## What you should do
Copy each line from the entries that the word "opposite" appears in.

Dataset entries:
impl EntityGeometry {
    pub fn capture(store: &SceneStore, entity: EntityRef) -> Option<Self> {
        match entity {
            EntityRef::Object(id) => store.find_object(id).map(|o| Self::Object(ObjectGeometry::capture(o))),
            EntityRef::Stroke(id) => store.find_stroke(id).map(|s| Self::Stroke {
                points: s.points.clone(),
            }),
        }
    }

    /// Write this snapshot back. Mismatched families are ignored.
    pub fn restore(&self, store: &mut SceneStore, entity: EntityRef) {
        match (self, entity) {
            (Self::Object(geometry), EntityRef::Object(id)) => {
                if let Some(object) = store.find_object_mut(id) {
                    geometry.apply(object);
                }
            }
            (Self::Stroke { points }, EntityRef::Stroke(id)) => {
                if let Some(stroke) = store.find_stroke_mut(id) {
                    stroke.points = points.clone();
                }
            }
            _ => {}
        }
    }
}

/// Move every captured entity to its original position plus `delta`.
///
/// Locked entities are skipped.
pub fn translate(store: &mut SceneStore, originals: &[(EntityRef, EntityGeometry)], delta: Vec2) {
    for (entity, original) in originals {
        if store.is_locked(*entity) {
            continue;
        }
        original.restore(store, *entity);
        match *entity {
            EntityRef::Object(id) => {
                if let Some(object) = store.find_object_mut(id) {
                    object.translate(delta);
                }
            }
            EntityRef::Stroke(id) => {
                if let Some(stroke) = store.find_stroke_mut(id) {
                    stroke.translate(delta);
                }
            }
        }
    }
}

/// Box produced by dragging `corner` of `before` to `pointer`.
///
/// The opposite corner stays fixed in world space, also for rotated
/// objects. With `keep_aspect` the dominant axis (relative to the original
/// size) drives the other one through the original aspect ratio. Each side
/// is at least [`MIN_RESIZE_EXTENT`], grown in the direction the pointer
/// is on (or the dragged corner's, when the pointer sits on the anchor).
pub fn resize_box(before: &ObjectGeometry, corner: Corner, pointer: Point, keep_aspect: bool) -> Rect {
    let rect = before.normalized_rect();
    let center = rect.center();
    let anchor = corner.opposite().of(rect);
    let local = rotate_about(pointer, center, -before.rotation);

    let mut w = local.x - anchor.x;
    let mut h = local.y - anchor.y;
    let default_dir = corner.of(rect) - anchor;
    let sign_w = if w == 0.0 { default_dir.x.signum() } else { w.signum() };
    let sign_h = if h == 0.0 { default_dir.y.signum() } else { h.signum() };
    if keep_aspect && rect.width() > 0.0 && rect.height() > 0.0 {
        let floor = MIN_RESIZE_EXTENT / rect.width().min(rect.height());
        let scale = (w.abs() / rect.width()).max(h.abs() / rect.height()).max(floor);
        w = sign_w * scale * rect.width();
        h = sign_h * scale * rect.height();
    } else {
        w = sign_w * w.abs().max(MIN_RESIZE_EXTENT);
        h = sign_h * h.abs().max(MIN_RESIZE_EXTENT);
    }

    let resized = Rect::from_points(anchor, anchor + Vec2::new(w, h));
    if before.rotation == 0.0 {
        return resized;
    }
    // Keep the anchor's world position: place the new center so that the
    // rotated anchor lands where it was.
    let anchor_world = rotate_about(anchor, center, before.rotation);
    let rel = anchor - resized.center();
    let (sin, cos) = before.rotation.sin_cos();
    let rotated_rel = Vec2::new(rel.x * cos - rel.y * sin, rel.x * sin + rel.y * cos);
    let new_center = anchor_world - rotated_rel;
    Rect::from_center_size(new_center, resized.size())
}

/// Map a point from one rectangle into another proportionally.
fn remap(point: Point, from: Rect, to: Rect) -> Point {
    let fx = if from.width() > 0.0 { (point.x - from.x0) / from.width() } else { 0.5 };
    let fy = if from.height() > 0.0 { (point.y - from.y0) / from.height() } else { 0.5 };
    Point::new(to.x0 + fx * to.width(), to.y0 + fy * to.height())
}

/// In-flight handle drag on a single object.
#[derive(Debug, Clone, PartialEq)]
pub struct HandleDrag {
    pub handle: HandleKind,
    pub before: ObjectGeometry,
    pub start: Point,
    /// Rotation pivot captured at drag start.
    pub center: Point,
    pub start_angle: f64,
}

## Exercise answer
/// The opposite corner stays fixed in world space, also for rotated
    let anchor = corner.opposite().of(rect);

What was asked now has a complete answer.